◆ **What you need to do**
Retype, exactly as they appear below, the lines between the line holding "use std::time::Instant;" and the line holding "print all sections.", both ends included.

Provided records section start

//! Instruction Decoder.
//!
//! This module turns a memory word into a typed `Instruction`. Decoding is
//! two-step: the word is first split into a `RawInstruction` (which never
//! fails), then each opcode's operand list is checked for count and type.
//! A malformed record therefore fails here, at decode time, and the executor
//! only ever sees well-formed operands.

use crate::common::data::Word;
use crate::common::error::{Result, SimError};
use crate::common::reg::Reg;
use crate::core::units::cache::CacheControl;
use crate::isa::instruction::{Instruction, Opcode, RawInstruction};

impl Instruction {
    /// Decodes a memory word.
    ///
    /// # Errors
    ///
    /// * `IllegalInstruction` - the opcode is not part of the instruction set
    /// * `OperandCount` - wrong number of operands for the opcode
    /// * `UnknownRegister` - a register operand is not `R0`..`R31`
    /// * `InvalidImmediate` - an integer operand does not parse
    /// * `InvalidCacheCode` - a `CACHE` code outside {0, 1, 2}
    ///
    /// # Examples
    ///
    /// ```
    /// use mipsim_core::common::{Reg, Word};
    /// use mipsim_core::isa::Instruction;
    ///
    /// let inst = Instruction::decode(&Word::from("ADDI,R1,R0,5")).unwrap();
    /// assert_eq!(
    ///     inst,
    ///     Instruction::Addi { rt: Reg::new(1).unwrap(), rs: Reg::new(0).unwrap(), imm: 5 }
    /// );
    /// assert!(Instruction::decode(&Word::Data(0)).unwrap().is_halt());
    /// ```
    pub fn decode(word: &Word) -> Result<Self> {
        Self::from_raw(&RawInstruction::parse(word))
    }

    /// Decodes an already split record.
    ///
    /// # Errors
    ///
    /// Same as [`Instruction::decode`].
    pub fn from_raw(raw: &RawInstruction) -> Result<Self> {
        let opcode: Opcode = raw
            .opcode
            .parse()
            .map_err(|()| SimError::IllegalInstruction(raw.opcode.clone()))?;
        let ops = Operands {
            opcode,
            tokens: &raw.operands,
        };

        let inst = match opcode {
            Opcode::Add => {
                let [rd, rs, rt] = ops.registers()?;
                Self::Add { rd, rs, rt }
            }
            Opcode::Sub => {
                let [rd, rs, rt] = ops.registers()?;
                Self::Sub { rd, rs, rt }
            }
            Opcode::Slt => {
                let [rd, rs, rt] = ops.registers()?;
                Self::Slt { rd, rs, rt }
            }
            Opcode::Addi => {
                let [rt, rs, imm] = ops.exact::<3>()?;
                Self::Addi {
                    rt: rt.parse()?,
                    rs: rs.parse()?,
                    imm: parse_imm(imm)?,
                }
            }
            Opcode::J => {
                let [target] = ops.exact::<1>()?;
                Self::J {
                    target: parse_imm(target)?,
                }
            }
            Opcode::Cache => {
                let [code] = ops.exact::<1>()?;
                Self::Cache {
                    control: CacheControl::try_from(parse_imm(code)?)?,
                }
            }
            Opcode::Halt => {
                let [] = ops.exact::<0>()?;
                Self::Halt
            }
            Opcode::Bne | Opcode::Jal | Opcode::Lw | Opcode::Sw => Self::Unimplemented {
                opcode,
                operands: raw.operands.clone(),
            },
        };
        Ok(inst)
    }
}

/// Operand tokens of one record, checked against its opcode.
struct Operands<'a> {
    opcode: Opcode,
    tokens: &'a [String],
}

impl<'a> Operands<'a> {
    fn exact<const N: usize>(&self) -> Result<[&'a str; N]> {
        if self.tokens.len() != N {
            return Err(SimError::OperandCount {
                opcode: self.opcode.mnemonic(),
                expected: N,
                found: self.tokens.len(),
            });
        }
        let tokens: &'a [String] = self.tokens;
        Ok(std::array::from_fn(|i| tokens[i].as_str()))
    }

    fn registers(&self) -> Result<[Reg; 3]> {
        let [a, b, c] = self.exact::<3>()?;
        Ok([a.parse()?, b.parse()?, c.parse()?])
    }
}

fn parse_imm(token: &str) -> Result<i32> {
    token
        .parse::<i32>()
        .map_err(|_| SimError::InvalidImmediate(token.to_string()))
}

Provided records section end
Provided records section start

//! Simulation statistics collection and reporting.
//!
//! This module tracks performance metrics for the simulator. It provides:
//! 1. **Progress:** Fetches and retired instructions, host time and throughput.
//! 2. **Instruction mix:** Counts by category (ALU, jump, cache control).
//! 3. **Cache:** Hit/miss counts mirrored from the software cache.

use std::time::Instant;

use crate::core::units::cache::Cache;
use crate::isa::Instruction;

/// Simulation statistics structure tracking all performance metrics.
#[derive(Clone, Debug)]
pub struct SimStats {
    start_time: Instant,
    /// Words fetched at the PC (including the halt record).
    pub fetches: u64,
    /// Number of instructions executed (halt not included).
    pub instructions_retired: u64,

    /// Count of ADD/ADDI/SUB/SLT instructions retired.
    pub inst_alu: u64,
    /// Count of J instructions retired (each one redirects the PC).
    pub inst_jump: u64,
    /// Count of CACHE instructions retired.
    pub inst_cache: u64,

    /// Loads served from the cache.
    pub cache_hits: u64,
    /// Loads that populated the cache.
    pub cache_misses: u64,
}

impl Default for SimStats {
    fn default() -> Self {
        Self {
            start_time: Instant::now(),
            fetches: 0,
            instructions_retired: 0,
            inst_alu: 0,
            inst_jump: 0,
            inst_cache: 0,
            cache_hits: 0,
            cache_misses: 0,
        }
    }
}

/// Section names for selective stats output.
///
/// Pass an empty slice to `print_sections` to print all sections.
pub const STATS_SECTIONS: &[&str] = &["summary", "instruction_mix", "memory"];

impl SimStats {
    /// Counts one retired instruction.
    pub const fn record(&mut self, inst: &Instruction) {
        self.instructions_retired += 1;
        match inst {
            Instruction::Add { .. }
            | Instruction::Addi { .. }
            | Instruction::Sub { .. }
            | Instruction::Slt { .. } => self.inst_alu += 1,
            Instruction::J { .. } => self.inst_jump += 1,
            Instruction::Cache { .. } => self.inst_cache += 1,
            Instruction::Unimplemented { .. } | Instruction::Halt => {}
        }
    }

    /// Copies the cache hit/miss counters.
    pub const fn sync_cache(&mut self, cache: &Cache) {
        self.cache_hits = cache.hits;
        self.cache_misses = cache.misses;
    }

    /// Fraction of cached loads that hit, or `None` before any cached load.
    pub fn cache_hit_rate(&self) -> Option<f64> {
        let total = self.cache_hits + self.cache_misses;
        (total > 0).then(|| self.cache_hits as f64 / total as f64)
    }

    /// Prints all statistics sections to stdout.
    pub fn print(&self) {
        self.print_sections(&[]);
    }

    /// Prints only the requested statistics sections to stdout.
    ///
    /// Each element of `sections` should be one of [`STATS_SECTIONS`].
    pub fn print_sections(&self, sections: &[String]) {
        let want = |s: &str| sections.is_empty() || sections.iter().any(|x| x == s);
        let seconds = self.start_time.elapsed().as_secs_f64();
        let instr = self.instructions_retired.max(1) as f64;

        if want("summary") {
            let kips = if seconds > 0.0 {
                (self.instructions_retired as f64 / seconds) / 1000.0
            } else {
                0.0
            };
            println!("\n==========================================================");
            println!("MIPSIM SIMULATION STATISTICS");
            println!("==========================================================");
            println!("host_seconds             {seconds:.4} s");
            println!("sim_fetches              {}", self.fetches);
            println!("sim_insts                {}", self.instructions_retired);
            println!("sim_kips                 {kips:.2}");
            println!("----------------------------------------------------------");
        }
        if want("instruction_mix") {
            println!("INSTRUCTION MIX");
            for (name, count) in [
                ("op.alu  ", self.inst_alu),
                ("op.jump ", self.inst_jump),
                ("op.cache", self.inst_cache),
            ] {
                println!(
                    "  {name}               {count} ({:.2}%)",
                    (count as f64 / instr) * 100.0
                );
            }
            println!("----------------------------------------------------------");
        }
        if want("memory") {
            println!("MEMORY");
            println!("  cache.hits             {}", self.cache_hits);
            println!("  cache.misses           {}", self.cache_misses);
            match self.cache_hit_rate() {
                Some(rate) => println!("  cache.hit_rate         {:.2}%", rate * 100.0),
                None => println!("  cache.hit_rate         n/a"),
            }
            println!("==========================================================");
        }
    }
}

Provided records section end

◆ **Worked solution**
use std::time::Instant;

use crate::core::units::cache::Cache;
use crate::isa::Instruction;

/// Simulation statistics structure tracking all performance metrics.
#[derive(Clone, Debug)]
pub struct SimStats {
    start_time: Instant,
    /// Words fetched at the PC (including the halt record).
    pub fetches: u64,
    /// Number of instructions executed (halt not included).
    pub instructions_retired: u64,

    /// Count of ADD/ADDI/SUB/SLT instructions retired.
    pub inst_alu: u64,
    /// Count of J instructions retired (each one redirects the PC).
    pub inst_jump: u64,
    /// Count of CACHE instructions retired.
    pub inst_cache: u64,

    /// Loads served from the cache.
    pub cache_hits: u64,
    /// Loads that populated the cache.
    pub cache_misses: u64,
}

impl Default for SimStats {
    fn default() -> Self {
        Self {
            start_time: Instant::now(),
            fetches: 0,
            instructions_retired: 0,
            inst_alu: 0,
            inst_jump: 0,
            inst_cache: 0,
            cache_hits: 0,
            cache_misses: 0,
        }
    }
}

/// Section names for selective stats output.
///
/// Pass an empty slice to `print_sections` to print all sections.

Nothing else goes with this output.